Прошло еще семь лет. Владимир Путин сменил премьерское кресло на президентское, Игорь Сечин — кабинет вице-премьера на офис в «Роснефти», а мой коллега Александр Гудков, чью заметку я цитировал выше,— свой продавленный стул в “Ъ” на куда более приличный в офисе Санкт-Петербургской биржи нефтепродуктов. А я, сидя на том продавленном стуле и отчаявшись отыскать иной прием, пишу новогоднюю колонку в стиле «найди 10 отличий».
В самом деле, ну что мы заладили: «Кризис, кризис!» Да было такое уже 20 раз. Вот в 2017 году цены на топливо выросли на 7%, и кризиса не было, и никто не умер, а если и умер, то никто не заметил. А в этом году 9% — два процентных пункта разницы, а уже, кажется, конец всему, и крик до небес, и на заправках шланги заворачиваются, и чиновники в Белом доме не спят ночами, чтобы придумать конструкцию, которая разрушит все, что те же самые люди придумали позавчера. Едва ли грань между кризисом и его отсутствием проходит между 9% и 7% — наверное, для кризиса нужны более зримые проявления, вроде массового закрытия заправок, митингов населения, даже волнений, как во Франции. Разве было что-то подобное в 2018 году? Не было.
Напряженность чувствовалась, но ее источник, на мой взгляд, скрывался вовсе не на топливном рынке. То, что подобные кризисы в России случаются каждые семь лет, едва ли совпадение, а скорее более чем логичная привязка к смене политического цикла — от президентских выборов 2004 года до выборов в Госдуму в 2011 году, предшествовавших очень важным выборам 2012 года. В этом году в смену цикла попала и долго откладывавшаяся пенсионная реформа. Власти решили, что рост цен на топливо — это уже перебор, и надо что-то делать. А когда государство начинает вмешиваться в работу рынка, тут обычно и случаются кризисы.

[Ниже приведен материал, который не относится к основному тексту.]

//! Stamp map and month-grid computation, kept free of terminal concerns so
//! the grid logic is testable on its own.

use chrono::{Datelike, NaiveDate, Weekday};
use serde::{Deserialize, Serialize};
use std::collections::BTreeMap;

/// Storage key for one calendar day: `"Y-M-D"`, month 1-based, month and
/// day without zero-padding.
pub fn date_key(year: i32, month: u32, day: u32) -> String {
    format!("{}-{}-{}", year, month, day)
}

/// Sparse date-to-bool record. A missing key is unstamped. Toggling off writes
/// an explicit `false` rather than removing the key; only the yearly sweep
/// deletes entries. The ordered map keeps the serialized record stable.
#[derive(Debug, Clone, Default, PartialEq, Eq, Serialize, Deserialize)]
#[serde(transparent)]
pub struct Stamps {
    entries: BTreeMap<String, bool>,
}

impl Stamps {
    pub fn is_stamped(&self, key: &str) -> bool {
        self.entries.get(key).copied().unwrap_or(false)
    }

    /// Flips the key and returns the new state.
    pub fn toggle(&mut self, key: &str) -> bool {
        let next = !self.is_stamped(key);
        self.entries.insert(key.to_string(), next);
        next
    }

    /// Drops every entry whose year component is older than `min_year`.
    /// Entries with an unparsable year component are dropped too. Returns
    /// whether anything was removed.
    pub fn retain_from_year(&mut self, min_year: i32) -> bool {
        let before = self.entries.len();
        self.entries
            .retain(|key, _| key_year(key).is_some_and(|year| year >= min_year));
        self.entries.len() != before
    }

    pub fn len(&self) -> usize {
        self.entries.len()
    }

    pub fn is_empty(&self) -> bool {
        self.entries.is_empty()
    }
}

fn key_year(key: &str) -> Option<i32> {
    key.split('-').next()?.parse().ok()
}

/// Cutoff year for the January cleanup sweep: entries from before the
/// returned year are discarded, keeping the current and previous year.
/// `None` outside January, when the sweep must not touch storage.
pub fn cleanup_cutoff(today: NaiveDate) -> Option<i32> {
    (today.month() == 1).then(|| today.year() - 1)
}

#[derive(Debug, Clone, Copy, PartialEq, Eq)]
pub struct DayCell {
    pub day: u32,
    pub weekend: bool,
    pub today: bool,
    pub stamped: bool,
}

/// One month laid out for a 7-column, Sunday-first week. `leading` empty
/// placeholder cells push day 1 under its weekday column.
#[derive(Debug, Clone, PartialEq, Eq)]
pub struct MonthGrid {
    pub year: i32,
    pub month: u32,
    pub leading: usize,
    pub days: Vec<DayCell>,
}

/// Builds the grid for a (year, 1-based month) pair. `None` only for an
/// unrepresentable year/month combination.
pub fn month_grid(year: i32, month: u32, today: NaiveDate, stamps: &Stamps) -> Option<MonthGrid> {
    let first = NaiveDate::from_ymd_opt(year, month, 1)?;
    let leading = first.weekday().num_days_from_sunday() as usize;

    let days = (1..=days_in_month(year, month))
        .filter_map(|day| {
            let date = NaiveDate::from_ymd_opt(year, month, day)?;
            let weekday = date.weekday();
            Some(DayCell {
                day,
                weekend: weekday == Weekday::Sat || weekday == Weekday::Sun,
                today: date == today,
                stamped: stamps.is_stamped(&date_key(year, month, day)),
            })
        })
        .collect();

    Some(MonthGrid {
        year,
        month,
        leading,
        days,
    })
}

pub fn days_in_month(year: i32, month: u32) -> u32 {
    let next = if month == 12 {
        NaiveDate::from_ymd_opt(year + 1, 1, 1)
    } else {
        NaiveDate::from_ymd_opt(year, month + 1, 1)
    };
    next.and_then(|d| d.pred_opt()).map(|d| d.day()).unwrap_or(28)
}

#[cfg(test)]
mod tests {
    use super::*;

    fn date(year: i32, month: u32, day: u32) -> NaiveDate {
        NaiveDate::from_ymd_opt(year, month, day).unwrap()
    }

    // --- date_key ---

    #[test]
    fn date_key_is_unpadded_and_one_based() {
        assert_eq!(date_key(2025, 4, 7), "2025-4-7");
        assert_eq!(date_key(2025, 12, 31), "2025-12-31");
    }

    // --- Stamps ---

    #[test]
    fn missing_key_reads_unstamped() {
        let stamps = Stamps::default();
        assert!(!stamps.is_stamped("2025-4-7"));
    }

    #[test]
    fn toggle_is_its_own_inverse() {
        let mut stamps = Stamps::default();
        assert!(stamps.toggle("2025-4-7"));
        assert!(stamps.is_stamped("2025-4-7"));
        assert!(!stamps.toggle("2025-4-7"));
        assert!(!stamps.is_stamped("2025-4-7"));
    }

    #[test]
    fn double_toggle_restores_serialized_form() {
        let mut stamps = Stamps::default();
        stamps.toggle("2025-4-7");
        let before = serde_json::to_string(&stamps).unwrap();
        stamps.toggle("2025-4-7");
        stamps.toggle("2025-4-7");
        assert_eq!(serde_json::to_string(&stamps).unwrap(), before);
    }

    #[test]
    fn toggled_off_key_stays_in_the_record() {
        let mut stamps = Stamps::default();
        stamps.toggle("2025-4-7");
        stamps.toggle("2025-4-7");
        assert_eq!(stamps.len(), 1);
        assert_eq!(
            serde_json::to_string(&stamps).unwrap(),
            r#"{"2025-4-7":false}"#
        );
    }

    // --- cleanup sweep ---

    #[test]
    fn january_sweep_keeps_current_and_previous_year() {
        let mut stamps = Stamps::default();
        for year in [2023, 2024, 2025] {
            stamps.toggle(&date_key(year, 6, 15));
        }
        let cutoff = cleanup_cutoff(date(2025, 1, 10)).unwrap();
        assert_eq!(cutoff, 2024);
        assert!(stamps.retain_from_year(cutoff));
        assert_eq!(stamps.len(), 2);
        assert!(stamps.is_stamped(&date_key(2024, 6, 15)));
        assert!(stamps.is_stamped(&date_key(2025, 6, 15)));
        assert!(!stamps.is_stamped(&date_key(2023, 6, 15)));
    }

    #[test]
    fn sweep_only_runs_in_january() {
        assert_eq!(cleanup_cutoff(date(2025, 1, 31)), Some(2024));
        assert_eq!(cleanup_cutoff(date(2025, 2, 1)), None);
        assert_eq!(cleanup_cutoff(date(2025, 12, 31)), None);
    }

    #[test]
    fn sweep_drops_unparsable_keys() {
        let mut stamps = Stamps::default();
        stamps.toggle("not-a-date");
        stamps.toggle(&date_key(2025, 1, 1));
        stamps.retain_from_year(2024);
        assert_eq!(stamps.len(), 1);
        assert!(stamps.is_stamped(&date_key(2025, 1, 1)));
    }

    #[test]
    fn sweep_reports_when_nothing_removed() {
        let mut stamps = Stamps::default();
        stamps.toggle(&date_key(2025, 1, 1));
        assert!(!stamps.retain_from_year(2024));
    }

    // --- month grid ---

    #[test]
    fn november_2023_grid_shape() {
        // Nov 1, 2023 was a Wednesday; 30-day month.
        let grid = month_grid(2023, 11, date(2024, 6, 1), &Stamps::default()).unwrap();
        assert_eq!(grid.leading, 3);
        assert_eq!(grid.days.len(), 30);

        let weekends: Vec<u32> = grid
            .days
            .iter()
            .filter(|cell| cell.weekend)
            .map(|cell| cell.day)
            .collect();
        assert_eq!(weekends, [4, 5, 11, 12, 18, 19, 25, 26]);
        assert!(grid.days.iter().all(|cell| !cell.today));
    }

    #[test]
    fn grid_marks_today_and_stamps() {
        let mut stamps = Stamps::default();
        stamps.toggle(&date_key(2025, 4, 7));
        let grid = month_grid(2025, 4, date(2025, 4, 15), &stamps).unwrap();
        assert!(grid.days[6].stamped);
        assert!(!grid.days[7].stamped);
        assert!(grid.days[14].today);
        assert_eq!(grid.days.iter().filter(|c| c.today).count(), 1);
    }

    #[test]
    fn leap_february_has_29_cells() {
        let grid = month_grid(2024, 2, date(2025, 1, 1), &Stamps::default()).unwrap();
        assert_eq!(grid.days.len(), 29);
        assert_eq!(days_in_month(2023, 2), 28);
    }

    #[test]
    fn invalid_month_yields_no_grid() {
        assert!(month_grid(2025, 13, date(2025, 1, 1), &Stamps::default()).is_none());
    }
}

Именно так было в 2011 году, когда в начале года розничные цены искусственно сдерживались перед выборами, при этом одновременно повысили акцизы (дежавю, не так ли?) и ввели запрет на продажу топлива «Евро-2». И все еще могло обойтись, если бы тогда цены на нефть не выросли с $90 за баррель до $120 за три месяца. Дело в итоге закончилось введением заградительной экспортной пошлины на бензин.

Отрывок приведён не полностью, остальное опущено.